J'ai envie de lui crier de me lâcher mais je ne suis pas totalement suicidaire. J'ai beau avoir un marteau piqueur dans le cerveau, il arrive quand même à me crier:

« LA FERME BELLA, TU VIENS DE TE FOUTRE DANS DE TRES SALES DRAPS MA VIEILLE ET TON PERE QUI IGNORE QUE TU ALLAIS A SEATTLE»

Je gémis en pensant que personne ne pourrait venir à mon secours parce que tout le monde ignorait que j'avais été kidnappée.

Le mot me fit frémir un instant mais je n'eue pas trop le temps car je me sentis soulevée; puis l'air froid et humide m'entoura et quelques minutes plus tard le confort d'une auto, sa radio et le bruit de son moteur.

-C'est bon James ! Tu peux ramener l'autre ?

-L'autre ?

Pov Edward

Après m'avoir solidement attaché les mains, mes ravisseurs me bandèrent les yeux, ils me conduisirent à l'extérieur, l'air froid me fit frissonner.

Ils me poussèrent alors dans ce qui me semblait être une voiture.

J'entendis alors la rousse cracher :

-C'est quoi cette gosse ?

-Plus tard, répondit une voix sans appel.

Le silence se fit dans l'habitacle, je sentais un corps contre moi, mais je n'arrivais pas à identifier quoique ce soit d'autre, la voiture empestait la cigarette masquant toute autre odeur.

Nous roulâmes un long moment sans un bruit. Après plusieurs heures, enfin la voiture s'arrêta.

La porte s'ouvrit et un bras me sortit sans ménagement, je grognais un peu. Nous passâmes une porte, je n'avais aucune idée d'où nous pouvions être.
-On en fait quoi ? fit la voix de la rousse.

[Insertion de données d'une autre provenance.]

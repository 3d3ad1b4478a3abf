use std::path::{Path, PathBuf};
use std::sync::Arc;
use std::time::Instant;

use tokio::sync::{Semaphore, mpsc};
use tokio::task::JoinSet;
use tokio_util::sync::CancellationToken;
use tracing::{Instrument, debug, error, info, info_span, warn};

use crate::core::hasher::{DEFAULT_BUFFER_SIZE, hash_file};
use crate::core::manifest::{self, ManifestEntry, find_latest_manifest, read_manifest};
use crate::core::models::{FileMismatch, MismatchReason, Outcome, VerifyResult};
use crate::core::offload::DEFAULT_MAX_CONCURRENT;
use crate::core::progress::{OffloadProgress, ProgressTracker};
use crate::error::{Error, Result};

/// Maximum mismatches spelled out in an error message
const MAX_REPORTED_MISMATCHES: usize = 10;

#[derive(Debug, Clone, Copy)]
pub struct VerifyOptions {
    pub max_concurrent: usize,
    pub buffer_size: usize,
}

impl Default for VerifyOptions {
    fn default() -> Self {
        Self {
            max_concurrent: DEFAULT_MAX_CONCURRENT,
            buffer_size: DEFAULT_BUFFER_SIZE,
        }
    }
}

/// Verify `target` against the most recent manifest inside it.
pub async fn verify(
    target: &Path,
    options: &VerifyOptions,
    tx: mpsc::Sender<OffloadProgress>,
    cancel: CancellationToken,
) -> Result<VerifyResult> {
    check_target(target)?;

    let manifest_path = find_latest_manifest(target)?.ok_or_else(|| Error::NotFound {
        what: "Manifest",
        path: target.to_path_buf(),
    })?;

    verify_with_manifest(target, &manifest_path, options, tx, cancel).await
}

/// Verify `target` against a specific manifest file.
///
/// Every entry is re-hashed from disk and compared with the recorded hash.
/// Only files that match count as verified.
pub async fn verify_with_manifest(
    target: &Path,
    manifest_path: &Path,
    options: &VerifyOptions,
    tx: mpsc::Sender<OffloadProgress>,
    cancel: CancellationToken,
) -> Result<VerifyResult> {
    check_target(target)?;
    if options.max_concurrent == 0 {
        return Err(Error::Configuration(
            "max_concurrent must be at least 1".into(),
        ));
    }
    if !manifest_path.is_file() {
        return Err(Error::NotFound {
            what: "Manifest",
            path: manifest_path.to_path_buf(),
        });
    }

    let span = info_span!(
        "verify",
        target = %target.display(),
        manifest = %manifest_path.display(),
    );

    run_verify(
        target.to_path_buf(),
        manifest_path.to_path_buf(),
        *options,
        tx,
        cancel,
    )
    .instrument(span)
    .await
}

fn check_target(target: &Path) -> Result<()> {
    if target.as_os_str().is_empty() {
        return Err(Error::Configuration("no target directory given".into()));
    }
    if !target.is_dir() {
        return Err(Error::NotFound {
            what: "Target directory",
            path: target.to_path_buf(),
        });
    }
    Ok(())
}

/// Outcome of checking a single manifest entry
enum Check {
    Passed,
    Failed(MismatchReason),
    Cancelled,
}

async fn run_verify(
    target: PathBuf,
    manifest_path: PathBuf,
    options: VerifyOptions,
    tx: mpsc::Sender<OffloadProgress>,
    cancel: CancellationToken,
) -> Result<VerifyResult> {
    let started = Instant::now();

    let owned = manifest_path.clone();
    let manifest = tokio::task::spawn_blocking(move || read_manifest(&owned))
        .await
        .map_err(|e| {
            Error::io(
                "Manifest task failed for",
                &manifest_path,
                std::io::Error::other(e),
            )
        })??;

    // A manifest cannot vouch for itself; every other listed file is checked
    let entries: Vec<ManifestEntry> = manifest
        .entries()
        .filter(|e| !lists_itself(&target, &manifest_path, &e.relative_path))
        .cloned()
        .collect();
    let total_bytes: u64 = entries.iter().map(|e| e.size).sum();

    info!(
        total_files = entries.len(),
        total_bytes,
        "Starting verification"
    );

    let tracker = Arc::new(ProgressTracker::new(entries.len() as u64, total_bytes));
    let semaphore = Arc::new(Semaphore::new(options.max_concurrent));
    let label = target.display().to_string();
    let mut jobs = JoinSet::new();

    for entry in entries {
        let semaphore = semaphore.clone();
        let cancel = cancel.clone();
        let tracker = tracker.clone();
        let tx = tx.clone();
        let path = manifest::resolve(&target, &entry.relative_path);
        let label = label.clone();

        jobs.spawn(async move {
            let permit = tokio::select! {
                biased;
                _ = cancel.cancelled() => None,
                permit = semaphore.acquire_owned() => permit.ok(),
            };
            let Some(permit) = permit else {
                return (entry, Check::Cancelled);
            };

            let expected = entry.hash.clone();
            let token = cancel.clone();
            let buffer_size = options.buffer_size;
            let check = tokio::task::spawn_blocking(move || {
                check_file(&path, &expected, buffer_size, &token)
            })
            .await
            .unwrap_or_else(|e| Check::Failed(MismatchReason::Unreadable(e.to_string())));
            drop(permit);

            let status = match &check {
                Check::Passed => Some(format!("Verified {}", entry.relative_path)),
                Check::Failed(reason) => {
                    warn!(file = %entry.relative_path, reason = %reason, "Verification mismatch");
                    Some(format!("Mismatch {} ({})", entry.relative_path, reason))
                }
                Check::Cancelled => None,
            };

            if let Some(status) = status {
                let counts = tracker.record(entry.size);
                let _ = tx
                    .send(tracker.snapshot(counts, &entry.relative_path, &label, status))
                    .await;
            }

            (entry, check)
        });
    }
    drop(tx);

    let mut files_verified = 0u64;
    let mut bytes_verified = 0u64;
    let mut mismatched_files = Vec::new();
    let mut lost_tasks = 0usize;

    while let Some(joined) = jobs.join_next().await {
        match joined {
            Ok((entry, Check::Passed)) => {
                debug!(file = %entry.relative_path, "Verified");
                files_verified += 1;
                bytes_verified += entry.size;
            }
            Ok((entry, Check::Failed(reason))) => mismatched_files.push(FileMismatch {
                relative_path: entry.relative_path,
                reason,
            }),
            Ok((_, Check::Cancelled)) => {}
            Err(e) => {
                error!(error = %e, "Verify task ended without reporting");
                lost_tasks += 1;
            }
        }
    }

    mismatched_files.sort_by(|a, b| a.relative_path.cmp(&b.relative_path));
    let mismatch_count = mismatched_files.len() as u64;

    let (outcome, error_message) = if cancel.is_cancelled() {
        (
            Outcome::Cancelled,
            Some(format!(
                "Verification cancelled after {} file(s)",
                files_verified + mismatch_count
            )),
        )
    } else if !mismatched_files.is_empty() || lost_tasks > 0 {
        (
            Outcome::Failed,
            Some(format_mismatch_error(&mismatched_files, lost_tasks)),
        )
    } else if files_verified == 0 {
        (
            Outcome::Failed,
            Some(format!(
                "No files verified: manifest {} lists no files",
                manifest_path.display()
            )),
        )
    } else {
        (Outcome::Completed, None)
    };

    let duration = started.elapsed();
    match outcome {
        Outcome::Completed => info!(
            files_verified,
            bytes_verified,
            duration_secs = duration.as_secs(),
            "Verification complete"
        ),
        Outcome::Failed => info!(
            files_verified,
            mismatches = mismatch_count,
            "Verification failed"
        ),
        Outcome::Cancelled => info!(files_verified, "Verification cancelled"),
    }

    Ok(VerifyResult {
        success: outcome == Outcome::Completed,
        outcome,
        target,
        manifest_path,
        files_verified,
        bytes_verified,
        mismatch_count,
        mismatched_files,
        duration,
        error_message,
    })
}

fn lists_itself(target: &Path, manifest_path: &Path, relative_path: &str) -> bool {
    let listed = manifest::resolve(target, relative_path);
    if !manifest::is_manifest_file(&listed) {
        return false;
    }
    listed == manifest_path
        || matches!(
            (listed.canonicalize(), manifest_path.canonicalize()),
            (Ok(a), Ok(b)) if a == b
        )
}

fn check_file(path: &Path, expected: &str, buffer_size: usize, cancel: &CancellationToken) -> Check {
    match path.symlink_metadata() {
        Ok(m) if m.is_file() => {}
        Ok(_) => return Check::Failed(MismatchReason::Unreadable("not a regular file".into())),
        Err(e) if e.kind() == std::io::ErrorKind::NotFound => {
            return Check::Failed(MismatchReason::Missing);
        }
        Err(e) => return Check::Failed(MismatchReason::Unreadable(e.to_string())),
    }

    match hash_file(path, buffer_size, Some(cancel)) {
        Ok(actual) if actual.eq_ignore_ascii_case(expected) => Check::Passed,
        Ok(_) => Check::Failed(MismatchReason::HashMismatch),
        Err(Error::Cancelled) => Check::Cancelled,
        Err(e) => Check::Failed(MismatchReason::Unreadable(e.to_string())),
    }
}

/// Format mismatch errors into a human-readable message
fn format_mismatch_error(mismatches: &[FileMismatch], lost_tasks: usize) -> String {
    let mut msg = format!(
        "Verification failed: {} file(s) did not match",
        mismatches.len() + lost_tasks
    );

    for m in mismatches.iter().take(MAX_REPORTED_MISMATCHES) {
        msg.push_str(&format!("\n  - {}", m));
    }

    if mismatches.len() > MAX_REPORTED_MISMATCHES {
        msg.push_str(&format!(
            "\n  ... and {} more",
            mismatches.len() - MAX_REPORTED_MISMATCHES
        ));
    }
    if lost_tasks > 0 {
        msg.push_str(&format!(
            "\n  - {} file(s) could not be checked",
            lost_tasks
        ));
    }

    msg
}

Un silence, puis la même voix froide lui répondit :

-Nous allons les mettre dans le placard pour cette nuit, je ne voudrais pas qu'ils meurent de froid dans la cave, fit une voix masculine remplie de sarcasme.
Une porte s'ouvrit, j'entendis alors une voix féminine :

-S'il vous plait, pipi.

-Fais chier, cracha la rousse.

Au bout de quelques minutes des bruits de pas revenaient dans ma direction, je n'avais pas bougé, quand on me tira :

-Allez à ton tour et ne nous fais pas chier cette nuit.

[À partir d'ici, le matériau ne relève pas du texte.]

pub mod config;
pub mod context;
pub mod core;
pub mod error;
pub mod history;
pub mod logging;

pub use error::{Error, Result};
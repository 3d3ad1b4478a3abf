use std::path::{Path, PathBuf};

use figment::Figment;
use figment::providers::{Env, Format, Serialized, Toml};
use serde::{Deserialize, Serialize};

use crate::core::copy::CopyOptions;
use crate::core::hasher::DEFAULT_BUFFER_SIZE;
use crate::core::offload::{DEFAULT_MAX_CONCURRENT, OffloadOptions};
use crate::core::verifier::VerifyOptions;
use crate::error::{Error, Result};
use crate::history::DEFAULT_HISTORY_LIMIT;

const APP_DIR: &str = "tandem";
const ENV_PREFIX: &str = "TANDEM_";
const CONFIG_ENV: &str = "TANDEM_CONFIG";
const MIN_BUFFER_SIZE: usize = 4096;

#[derive(Debug, Clone, PartialEq, Serialize, Deserialize)]
pub struct AppConfig {
    /// Copy jobs in flight at once, across all destinations
    pub max_concurrent_copies: usize,
    pub buffer_size: usize,
    /// fsync every destination file before reporting it copied
    pub sync_files: bool,
    /// Re-read each destination against its fresh manifest after an offload
    pub verify_after_copy: bool,
    /// Delete partial files left by failed or cancelled copies
    pub remove_partial_files: bool,
    pub history_path: PathBuf,
    pub history_limit: usize,
    pub manifest_prefix: String,
    pub verbose: bool,
    pub json_logs: bool,
}

impl Default for AppConfig {
    fn default() -> Self {
        Self {
            max_concurrent_copies: DEFAULT_MAX_CONCURRENT,
            buffer_size: DEFAULT_BUFFER_SIZE,
            sync_files: true,
            verify_after_copy: false,
            remove_partial_files: false,
            history_path: default_history_path(),
            history_limit: DEFAULT_HISTORY_LIMIT,
            manifest_prefix: APP_DIR.to_string(),
            verbose: false,
            json_logs: false,
        }
    }
}

impl AppConfig {
    /// Load defaults, then the config file, then `TANDEM_*` environment
    /// variables, then whatever the CLI set.
    pub fn new<T: Serialize>(cli: Option<&T>) -> Result<Self> {
        Self::load_from(&config_file_path(), cli)
    }

    pub fn load_from<T: Serialize>(config_file: &Path, cli: Option<&T>) -> Result<Self> {
        let mut figment = Figment::from(Serialized::defaults(AppConfig::default()))
            .merge(Toml::file(config_file))
            .merge(Env::prefixed(ENV_PREFIX).ignore(&["config"]));

        if let Some(cli) = cli {
            figment = figment.merge(Serialized::defaults(cli));
        }

        let config: AppConfig = figment
            .extract()
            .map_err(|e| Error::Configuration(e.to_string()))?;
        config.validate()?;
        Ok(config)
    }

    pub fn validate(&self) -> Result<()> {
        if self.max_concurrent_copies == 0 {
            return Err(Error::Configuration(
                "max_concurrent_copies must be at least 1".into(),
            ));
        }
        if self.buffer_size < MIN_BUFFER_SIZE {
            return Err(Error::Configuration(format!(
                "buffer_size must be at least {} bytes",
                MIN_BUFFER_SIZE
            )));
        }
        if self.history_limit == 0 {
            return Err(Error::Configuration(
                "history_limit must be at least 1".into(),
            ));
        }
        if self.manifest_prefix.is_empty() || self.manifest_prefix.contains(['/', '\\']) {
            return Err(Error::Configuration(format!(
                "invalid manifest_prefix {:?}",
                self.manifest_prefix
            )));
        }
        Ok(())
    }

    pub fn offload_options(&self) -> OffloadOptions {
        OffloadOptions {
            max_concurrent: self.max_concurrent_copies,
            copy: CopyOptions {
                buffer_size: self.buffer_size,
                sync_files: self.sync_files,
            },
            manifest_prefix: self.manifest_prefix.clone(),
            remove_partial_files: self.remove_partial_files,
        }
    }

    pub fn verify_options(&self) -> VerifyOptions {
        VerifyOptions {
            max_concurrent: self.max_concurrent_copies,
            buffer_size: self.buffer_size,
        }
    }

    /// The effective configuration as a TOML document
    pub fn to_toml(&self) -> Result<String> {
        toml::to_string_pretty(self).map_err(|e| Error::Configuration(e.to_string()))
    }
}

/// `$TANDEM_CONFIG`, or `config.toml` in the per-user config directory.
pub fn config_file_path() -> PathBuf {
    if let Some(path) = std::env::var_os(CONFIG_ENV).filter(|p| !p.is_empty()) {
        return PathBuf::from(path);
    }
    dirs::config_dir()
        .unwrap_or_else(|| PathBuf::from("."))
        .join(APP_DIR)
        .join("config.toml")
}

fn default_history_path() -> PathBuf {
    dirs::data_dir()
        .unwrap_or_else(|| PathBuf::from("."))
        .join(APP_DIR)
        .join("history.json")
}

On m'entraina dans une salle de bain où on m'enleva le bandeau :

-Vas-y fais ce que tu as à faire et dépêches toi.

Charmant !

Le gars encagoulé était là devant la porte, les bras croisés.

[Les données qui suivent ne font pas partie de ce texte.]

//! Source tree enumeration and destination directory replication.

use std::fs;
use std::path::{Path, PathBuf};

use tracing::{debug, warn};

use crate::core::manifest::{is_manifest_file, relative_path_string};
use crate::core::models::SkippedEntry;
use crate::error::{Error, Result};

/// Result of scanning a directory
#[derive(Debug, Default)]
pub struct ScanResult {
    /// Regular files, sorted by relative path
    pub files: Vec<FileInfo>,
    /// Directories relative to the root, parents before children
    pub directories: Vec<PathBuf>,
    /// Total size of all files in bytes
    pub total_bytes: u64,
    /// Entries that cannot be offloaded, sorted by relative path
    pub skipped: Vec<SkippedEntry>,
}

/// Information about a file to copy or hash
#[derive(Debug, Clone)]
pub struct FileInfo {
    /// Absolute path to the file
    pub path: PathBuf,
    /// Path relative to the scan root, as found on disk
    pub relative_path: PathBuf,
    /// `relative_path` forward-slash separated, as recorded in manifests
    pub relative: String,
    /// File size in bytes
    pub size: u64,
}

#[derive(Debug, Clone, Copy, Default)]
pub struct ScanOptions {
    /// Leave `*.mhl` files out of the result
    pub skip_manifests: bool,
}

/// Scan a directory recursively on the blocking pool.
pub async fn scan_directory(root: &Path, options: ScanOptions) -> Result<ScanResult> {
    let owned = root.to_path_buf();

    tokio::task::spawn_blocking(move || scan_directory_sync(&owned, options))
        .await
        .map_err(|e| Error::io("Scan task failed for", root, std::io::Error::other(e)))?
}

pub fn scan_directory_sync(root: &Path, options: ScanOptions) -> Result<ScanResult> {
    let mut result = ScanResult::default();
    scan_directory_recursive(root, root, options, &mut result)?;

    result.files.sort_by(|a, b| a.relative.cmp(&b.relative));
    // Sorting keeps every parent ahead of its children
    result.directories.sort();
    result
        .skipped
        .sort_by(|a, b| a.relative_path.cmp(&b.relative_path));
    Ok(result)
}

fn scan_directory_recursive(
    base: &Path,
    current: &Path,
    options: ScanOptions,
    result: &mut ScanResult,
) -> Result<()> {
    let entries =
        fs::read_dir(current).map_err(|e| Error::source_io("Failed to read directory", current, e))?;

    for entry in entries {
        let entry =
            entry.map_err(|e| Error::source_io("Failed to read directory entry in", current, e))?;
        let path = entry.path();
        let Ok(relative) = path.strip_prefix(base) else {
            continue;
        };

        // Use symlink_metadata to avoid following symlinks
        let metadata = match path.symlink_metadata() {
            Ok(m) => m,
            Err(e) => {
                let err = Error::source_io("Failed to stat", &path, e);
                // A single entry vanishing is not the card going away
                if err.is_device_removed() && !base.is_dir() {
                    return Err(err);
                }
                warn!(path = %path.display(), error = %err, "Skipping unreadable entry");
                skip(result, relative, err.to_string());
                continue;
            }
        };

        if metadata.is_dir() {
            result.directories.push(relative.to_path_buf());
            scan_directory_recursive(base, &path, options, result)?;
        } else if metadata.is_file() {
            if options.skip_manifests && is_manifest_file(&path) {
                continue;
            }
            // Manifests record paths as UTF-8 text
            if relative.to_str().is_none() {
                warn!(path = %path.display(), "Skipping file with a non UTF-8 name");
                skip(result, relative, "file name is not valid UTF-8".into());
                continue;
            }
            let size = metadata.len();
            result.total_bytes += size;
            result.files.push(FileInfo {
                relative: relative_path_string(relative),
                relative_path: relative.to_path_buf(),
                path,
                size,
            });
        } else {
            let reason = if metadata.is_symlink() {
                "symbolic links are not copied"
            } else {
                "not a regular file"
            };
            debug!(path = %path.display(), reason, "Skipping entry");
            skip(result, relative, reason.into());
        }
    }

    Ok(())
}

fn skip(result: &mut ScanResult, relative: &Path, reason: String) {
    result.skipped.push(SkippedEntry {
        relative_path: relative_path_string(relative),
        reason,
    });
}

/// Create every scanned directory under `destination`, including empty ones,
/// carrying over permissions where the filesystem allows it.
pub async fn replicate_directories(
    source: &Path,
    destination: &Path,
    directories: &[PathBuf],
) -> Result<()> {
    let source = source.to_path_buf();
    let destination = destination.to_path_buf();
    let directories = directories.to_vec();
    let root = destination.clone();

    tokio::task::spawn_blocking(move || {
        fs::create_dir_all(&destination)
            .map_err(|e| Error::io("Failed to create destination", &destination, e))?;

        for relative in &directories {
            let dest_dir = destination.join(relative);
            fs::create_dir_all(&dest_dir)
                .map_err(|e| Error::io("Failed to create directory", &dest_dir, e))?;

            if let Ok(metadata) = fs::metadata(source.join(relative)) {
                if let Err(e) = fs::set_permissions(&dest_dir, metadata.permissions()) {
                    debug!(
                        path = %dest_dir.display(),
                        error = %e,
                        "Failed to set directory permissions"
                    );
                }
            }
        }
        Ok(())
    })
    .await
    .map_err(|e| Error::io("Directory task failed for", root, std::io::Error::other(e)))?
}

Super, j'avais déjà pris des douches avec des gars de mon équipe sportive mais là putain, fais chier, ce n'était vraiment pas pareil.
Je me forçais à uriner et je me lavais les mains, le gars soupira. Je m'aspergeais alors rapidement le visage.

-On ne va pas y passer la nuit, bouge-toi.

Et il me fit sortir de la salle de bain sans ménagement. Je soupirais doucement.

On ouvrit une porte sous l'escalier et on me poussa brusquement à l'intérieur.

Je butais alors sur un corps me retenant tant bien que mal.

-Putain fais attention, me cracha la voix féminine de tout à l'heure.

Alors que mes yeux tentaient de s'habituer à l'obscurité je fus assailli par un parfum de fraise.